Ms. Vachon was not the only person on the panel to express concerns about how MAID is operated in Canada. Dr. Gaind also expresses concerns which, if you are interested, you can find out more about here on his website. Obviously they are both very thoughtful and intelligent individuals and it would seem to me that MAID can never be a one size fits all. There will be times when someone may not be terminally ill and still want to end their life. They should get to make that decision.

I think for me, the issue lies solely as a matter of control. I firmly believe in body autonomy, that includes abortion, body modification and suicide. And I suppose what I find so objectionable about religions is they claim to be the authority on what you should and should not do with your body. What you should eat, how you should dress, who you should have sex with, and so on. Forcing one groups ideas on others, even under the guise of best interests is paternalism at best and totalitarianism at worst.

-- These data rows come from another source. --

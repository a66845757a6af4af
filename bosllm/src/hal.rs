// Copyright (C) 2019  Braiins Systems s.r.o.
//
// This file is part of Braiins Open-Source Initiative (BOSI).
//
// BOSI is free software: you can redistribute it and/or modify
// it under the terms of the GNU General Public License as published by
// the Free Software Foundation, either version 3 of the License, or
// (at your option) any later version.
//
// This program is distributed in the hope that it will be useful,
// but WITHOUT ANY WARRANTY; without even the implied warranty of
// MERCHANTABILITY or FITNESS FOR A PARTICULAR PURPOSE.  See the
// GNU General Public License for more details.
//
// You should have received a copy of the GNU General Public License
// along with this program.  If not, see <https://www.gnu.org/licenses/>.
//
// Please, keep in mind that we may also license BOSI or any part thereof
// under a proprietary license. For more information on the terms and conditions
// of such proprietary license or if you have any other questions, please
// contact us at opensource@braiins.com.

//! Hardware abstraction layer: the accelerator driver and its register
//! backends.
//!
//! The driver only talks to the device through the [`Registers`] trait.
//! `hal::zynq` implements it over the UIO-mapped register window,
//! `hal::sim` over an in-process register file with synthetic status
//! progression; the backend is chosen once at construction time.

pub mod sim;
pub mod zynq;

use crate::cfgio::{self, ConfigIn, StatusOut};
use crate::mem::{MemoryManager, RegionKind};
use crate::model::ContainerHeader;
use crate::regs::{self, ap_ctrl, ApCtrl};

use byteorder::{ByteOrder, LittleEndian};
use ii_logging::macros::*;

use std::sync::Arc;

/// Volatile access to the 4 KiB register window. Reads and writes hit
/// the device immediately and are never reordered across a call.
pub trait Registers: Send + Sync {
    /// Reads the 32-bit register at byte `offset`
    fn read(&self, offset: usize) -> u32;
    /// Writes the 32-bit register at byte `offset`
    fn write(&self, offset: usize, value: u32);
}

/// Driver owning the register window and the cached configuration and
/// status images
pub struct AcceleratorDriver {
    regs: Arc<dyn Registers>,
    mem: Arc<MemoryManager>,
    config: ConfigIn,
    config_words: [u32; regs::CONFIG_WORDS],
    status: StatusOut,
    /// `tokens_generated` value of the last yielded token
    last_token_count: u32,
}

impl AcceleratorDriver {
    pub fn new(regs: Arc<dyn Registers>, mem: Arc<MemoryManager>) -> Self {
        let config = ConfigIn::default();
        let config_words = config.pack();
        Self {
            regs,
            mem,
            config,
            config_words,
            status: StatusOut::default(),
            last_token_count: 0,
        }
    }

    /// Shared handle to the register backend, used to wire up the
    /// interrupt service
    pub fn registers(&self) -> Arc<dyn Registers> {
        self.regs.clone()
    }

    pub fn config(&self) -> &ConfigIn {
        &self.config
    }

    pub fn status(&self) -> &StatusOut {
        &self.status
    }

    /// One-time startup configuration: buffer addresses and the global
    /// generation limits. Writes the complete register image, does not
    /// start the device.
    pub fn configure(
        &mut self,
        input_addr: u64,
        output_addr: u64,
        kv_cache_addr: u64,
        stride: u32,
        max_tokens: u32,
    ) {
        self.config.input_buffer_addr = input_addr;
        self.config.output_buffer_addr = output_addr;
        self.config.kv_cache_addr = kv_cache_addr;
        self.config.stride = stride;
        self.config.max_tokens = max_tokens;
        self.config_words = self.config.pack();
        for (idx, word) in self.config_words.iter().enumerate() {
            self.regs.write(regs::CONFIG_BASE + 4 * idx, *word);
        }
        debug!(
            "configured accelerator: input 0x{:x}, output 0x{:x}, kv 0x{:x}",
            input_addr, output_addr, kv_cache_addr
        );
    }

    /// Publishes the geometry of the staged model. Only touched words
    /// are rewritten.
    pub fn set_model_geometry(&mut self, header: &ContainerHeader) {
        self.config.num_layers = header.num_layers;
        self.config.hidden_size = header.hidden_size;
        self.config.num_heads = header.num_heads;
        self.config.vocab_size = header.vocab_size;
        self.config.sequence_length = header.max_seq_len;
        self.config.batch_size = 1;
        self.write_changed_words();
    }

    /// Updates the task-scoped configuration fields, rewriting only the
    /// words whose value changed
    pub fn set_task_config(&mut self, task_id: u32, prompt_length: u32, task_type: u32) {
        self.config.task_id = task_id;
        self.config.prompt_length = prompt_length;
        self.config.task_type = task_type;
        self.write_changed_words();
    }

    fn write_changed_words(&mut self) {
        let new_words = self.config.pack();
        for idx in cfgio::config_words_changed(&self.config_words, &new_words) {
            self.regs.write(regs::CONFIG_BASE + 4 * idx, new_words[idx]);
        }
        self.config_words = new_words;
    }

    /// Stages the prompt into the input buffer and starts the device.
    /// Prompts longer than the buffer are truncated.
    pub fn start_inference(&mut self, task_id: u32, prompt_tokens: &[u32]) {
        let capacity = (self.mem.region(RegionKind::InputBuffer).size / 4) as usize;
        let staged_len = if prompt_tokens.len() > capacity {
            warn!(
                "prompt of {} tokens truncated to input buffer capacity {}",
                prompt_tokens.len(),
                capacity
            );
            capacity
        } else {
            prompt_tokens.len()
        };
        let staged = &prompt_tokens[..staged_len];

        self.set_task_config(task_id, staged.len() as u32, cfgio::TASK_TYPE_GENERATE);

        let input = self.mem.region(RegionKind::InputBuffer);
        let bytes = unsafe { input.as_mut_slice() };
        LittleEndian::write_u32_into(staged, &mut bytes[..staged.len() * 4]);

        self.status = StatusOut::default();
        self.last_token_count = 0;
        self.regs.write(regs::AP_CTRL, ap_ctrl::START);
    }

    /// Refreshes the cached status image when the device has published a
    /// valid one. Returns whether the cache was refreshed.
    pub fn poll_status(&mut self) -> bool {
        if self.regs.read(regs::STATUS_VALID) & 0x1 == 0 {
            return false;
        }
        let mut words = [0u32; regs::STATUS_WORDS];
        for (idx, word) in words.iter_mut().enumerate() {
            *word = self.regs.read(regs::STATUS_BASE + 4 * idx);
        }
        self.status = StatusOut::unpack(&words);
        true
    }

    /// Yields the next generated token. `tokens_generated` is the
    /// authoritative counter: a token is handed out exactly once, when
    /// the counter advances past the last yielded value.
    pub fn next_token(&mut self, token: &mut u32) -> bool {
        if !self.poll_status() || !self.status.is_valid() {
            return false;
        }
        if self.status.tokens_generated > self.last_token_count {
            self.last_token_count = self.status.tokens_generated;
            *token = self.status.current_token;
            true
        } else {
            false
        }
    }

    pub fn is_done(&self) -> bool {
        ApCtrl::from_reg(self.regs.read(regs::AP_CTRL)).done
    }

    pub fn is_idle(&self) -> bool {
        ApCtrl::from_reg(self.regs.read(regs::AP_CTRL)).idle
    }

    /// Clears all transient device state: pending interrupts, the
    /// control register and the KV cache region. Idempotent.
    pub fn reset(&mut self) {
        self.regs.write(regs::IRQ_CLEAR, u32::max_value());
        self.regs.write(regs::AP_CTRL, 0);
        self.mem.region(RegionKind::KvCache).zero();
        self.status = StatusOut::default();
        self.last_token_count = 0;
    }
}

If you’re against abortion, don’t get one. Don’t like gay sex, don’t have it. If you don’t think you should eat mushrooms, pork, shellfish or anything else, then don’t eat it. If you are against assisted suicide, don’t get one. You have that autonomy, no one can force you. But just as no once can force you, you shouldn’t get to deny someone. Any objections to MAID from a religious standpoint need to be struck down immediately. And where the water gets murky is when a group uses a legitimate concern to justify their illegitimate objection, such as mental health.

I appreciate that mental illness makes us vulnerable to hopelessness and despair. We don’t want people ending their lives in periods of depression if they are likely to come out of it. However, unlike physical illness where the likelihood of recovery can be predicted, mental illness is not so clear cut. It would be cruel to force people to live with mental anguish on the possibility of improvement.

Again, I could just as easily argue that we should force someone who became quadriplegic due to an accident to hang on because we may come up with a stem cell treatment in the next 5 years, or maybe the next 10. Okay, possibly the next twenty, but no more than thirty. You get the idea.

If you argue that they should have to undergo treatment prior to getting access to MAID, that presents another issue. You can’t force treatment on people, at least not in Canada that I am aware of. Otherwise we could just sweep up everyone on Vancouver’s lower East Side and force them into detox and rehab. And people may, if denied access to MAID, choose to end their lives anyway. While the number of people accessing MAID has increased year over year, the number of suicides is declining. While correlation doesn’t indicate causation it would certainly be worth investigating.

Which leads me to other concerns. Poverty, unemployment, addiction, loneliness all have effects on our mental state. If someone is suffering from these conditions and wants to end their life, should they be allowed to? I would argue “yes”. Not because I think life is cheap, but because autonomy has to be paramount. Maybe there is a way where we could get doctors to prescribe social activities or prescribe employment. That way it forces the government to provide those necessities to at risk individuals. I have already written how a negative income tax and UBI can help alleviate poverty. The onus should be on society becomes to eliminate those as possible reasons for wanting to end one’s life.

That day returning we found a robin gyrating
In grass, wing-broken. I caught it to tame but David
Took and killed it, and said, “Could you teach it to fly?”

I often think back to the poem “David” by Earle Birney. Which I originally read in high-school. This poem had a profound effect on me and not just because we share a name. It effected me deeply because it reflected my own view on life. David chooses to kill a bird that can no longer fly rather than try and tame it. And later chooses die rather than suffer the pain of a rescue and life in a wheelchair.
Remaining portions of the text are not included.